I miss you so much already. May you rest in peace.

9 Responses:

  1. Leslie Says:

    Oh my gosh. I’m so sorry to hear about your grandfather’s passing. It seems like he has left behind a wonderful legacy.

    Take care of yourself, stay strong, and continue to find comfort in the love/support of your family.

  2. gino Says:

    Easy for me to say don’t grieve, but, remember what we have been taught: the Ancestors are all around us, with us all the time, we ask for their intercession on our behalf, we remember them and keep their presence close to us . . . . He lived a good life in this world, and now looks upon us from the realm of those who have gone before us. It’s up to us to keep that connection alive.

  3. reesie Says:

    The way it happened is the way it happened. Don’t agonize over would’ve, should’ve, could’ve. That’s not what your gunggung would have wanted. I think he looked back on his life and the decisions he made and did not regret anything. He saw his family loving him and supporting him and felt at peace. I send you much love in your time of pain and grief. Know that he smiles on you.

  4. Surabhi Says:

    My thoughts are with you dear. Let it all out.

  5. gnome G Says:

    Oh Adrienne! I am so very sorry to hear of your grandfather’s passing. This post spoke to me on a very real level…I remember going through a similar time with my paternal grandfather. I’m tearing up for you and your family’s loss. Your post was a wonderful tribute to the wonderful man you were lucky to have for your Gung Gung.

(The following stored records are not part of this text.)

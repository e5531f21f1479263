//! Error handling module
//!
//! Centralized error types and HTTP response conversion.

use axum::extract::rejection::{JsonRejection, PathRejection};
use axum::http::StatusCode;
use axum::response::{IntoResponse, Response};
use axum::Json;
use serde::Serialize;

use crate::domain::DomainError;
use crate::storage::StorageError;

/// Application-wide Result type
pub type AppResult<T> = Result<T, AppError>;

/// Application error types
#[derive(Debug, thiserror::Error)]
pub enum AppError {
    // Client errors (4xx)
    #[error("Invalid request: {0}")]
    InvalidRequest(String),

    // Domain errors
    #[error(transparent)]
    Domain(#[from] DomainError),

    // Server errors (5xx)
    #[error("Database error: {0}")]
    Database(#[from] sqlx::Error),

    #[error("Storage timed out during {operation}")]
    StorageTimeout { operation: &'static str },
}

impl From<JsonRejection> for AppError {
    fn from(rejection: JsonRejection) -> Self {
        AppError::InvalidRequest(rejection.body_text())
    }
}

impl From<PathRejection> for AppError {
    fn from(rejection: PathRejection) -> Self {
        AppError::InvalidRequest(rejection.body_text())
    }
}

impl From<StorageError> for AppError {
    fn from(err: StorageError) -> Self {
        match err {
            StorageError::Domain(e) => AppError::Domain(e),
            StorageError::Database(e) => AppError::Database(e),
            StorageError::Timeout { operation, .. } => AppError::StorageTimeout { operation },
        }
    }
}

/// Error response body
#[derive(Debug, Serialize)]
pub struct ErrorResponse {
    pub error: String,
    pub error_code: String,
    #[serde(skip_serializing_if = "Option::is_none")]
    pub details: Option<String>,
}

impl IntoResponse for AppError {
    fn into_response(self) -> Response {
        let (status, error_code, details) = match &self {
            // 400 Bad Request
            AppError::InvalidRequest(msg) => {
                (StatusCode::BAD_REQUEST, "invalid_request", Some(msg.clone()))
            }

            // Domain errors - map to appropriate HTTP status
            AppError::Domain(domain_err) => match domain_err {
                DomainError::InvalidInput(msg) => {
                    (StatusCode::BAD_REQUEST, "invalid_input", Some(msg.clone()))
                }
                DomainError::NotFound { key, .. } => {
                    (StatusCode::NOT_FOUND, "not_found", Some(key.clone()))
                }
                DomainError::DuplicateSlug(slug) => {
                    (StatusCode::CONFLICT, "duplicate_slug", Some(slug.clone()))
                }
                DomainError::DuplicateEmail(email) => {
                    (StatusCode::CONFLICT, "duplicate_email", Some(email.clone()))
                }
            },

            // 503 Service Unavailable
            AppError::StorageTimeout { operation } => {
                tracing::error!("Storage timeout during {}", operation);
                (StatusCode::SERVICE_UNAVAILABLE, "storage_timeout", None)
            }

            // 500 Internal Server Error
            AppError::Database(e) => {
                tracing::error!("Database error: {:?}", e);
                (StatusCode::INTERNAL_SERVER_ERROR, "database_error", None)
            }
        };

        let error = match &self {
            AppError::Database(_) => "Database error".to_string(),
            AppError::InvalidRequest(_) => "Invalid request".to_string(),
            _ => self.to_string(),
        };

        let body = ErrorResponse {
            error,
            error_code: error_code.to_string(),
            details,
        };

        (status, Json(body)).into_response()
    }
}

    Hugs to you. I’m sorry.

  6. kooletz Says:

    oh no ..i’m so sorry. 🙁 i remember feeling the exact same way when my grandmother passed away. i wish you comfort, stength and peace in this trying time. take care

  7. red wings Says:

    i’m so sorry… you know he’s in a better place now, but at the same time you just wish he was here anyway…

    my condolences…

    as for your trip to nyc next week, i only feel comfrotable recommending three things: shopping, food and gay bars. The last i’m not sure how interested you’ll be in. hahaha. Foodwise, standouts in my head include: Tia Pol, D’or Ahn, Asia de Cuba, Joe’s Shanghai, Hasaki, takahachi, green boa, momofuku, samalitas, trader joe’s and a bunch of other places depending on how much i willing to spend. Shopping wise lower east side and meat packing for relatively expensive high design items. well hopefully you’ll let me know when you do get here, even meet me for drinks if you would like. hope that helps!

  8. Mariko Says:

    ohh girly, this entry got me teary-eyed, it reminded me a lot of when I lost my grandfather. I know its hard and its never easy! When I was 17 and in japan my grandfather was in the hospital and the by the time I went to see him it was at a point where he could barely speak. They gave him a sign with faces on it he could point to, like… hungry, happy, sad, bathroom… it was really hard for me to see him, someone I looked up to all my life. Someone that nurtured my artistic side since he was an artist. I was really upset about it for a long time, I still am…but I find that now he is alive even though he is not here. I am living life and taking on some of his artistic qualities, I can see parts of him throughout my whole family…and I think from what you have written you have realized that already ^_^. Sometimes memories are the sweetest gift!

  9. tim Says:

    My condolences. I went through a similar situation with my grandmother a few years ago. These things, they sting. Good luck with your last bit of law school.